The potholes in my city will change your radio station and unlock the doors.

It’s amazing how music can transport you to another place. For example, this coffee shop is playing Justin Bieber, so I’m going to another restaurant.

I’d be less aggressive in the morning if I could drive to work in a tank.

Handing the bus driver a $50 bill and telling him “Just drive”.

I don’t know why we traded horses for cars. Your car won’t stop in front of a river and be like, “no way dumbass, we aren’t going to make that.”

Big city friend is complaining about a 10 minute wait for a subway while I sit here waiting for the rail replacement horse.

An electric car is just another electric chair.

Public transportation is great, but they should invent a type where it’s only me in the vehicle.

What genius called it road rage and not locomotive?

What electric cars and diarrhea have in common is the fear of not making it home.

Everyone on the bus thinks that they are the main character, when in reality the main character is the bus.

Riding a bike is an insane concept. You just sit and run at the same time.

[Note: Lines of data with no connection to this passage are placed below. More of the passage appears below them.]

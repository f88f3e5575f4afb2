// SPDX-FileCopyrightText: 2025 Jason Pena <jasonpena@awkless.com>
// SPDX-License-Identifier: MIT

//! Gitignore template generator.
//!
//! Iggen fetches gitignore templates from a remote template repository, finds
//! them through fuzzy name lookup, and merges the selected ones into a local
//! `.gitignore` file.
//!
//! # Flow
//!
//! 1. [`remote`] lists available templates and fetches raw template bodies.
//! 2. [`matcher`] filters template names by a fuzzy search term.
//! 3. [`merge`] concatenates fetched bodies, and writes the target file.
//!
//! [`workflow`] ties these together for the command-line interface.

pub mod config;
pub mod help;
pub mod matcher;
pub mod merge;
pub mod path;
pub mod remote;
pub mod workflow;

pub use config::{RemoteSettings, Settings};
pub use matcher::{fuzzy_search, FuzzyMatcher};
pub use merge::{GitignoreMerger, DEFAULT_OUTPUT};
pub use remote::{GitHubClient, TemplateIndex, TemplateSource};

Think about how many more lovers you’d have if a cross country high-speed rail existed. That’s what they are taking away from you.

I support robot taxis. How else are robots supposed to get around?

Spider-Man, but set in rural England so he just has to walk everywhere.

Why do plane tickets have to be so expensive? You’re literally going that way anyway. Just give me a ride.

I’m basically a taxi today for the kids and dogs.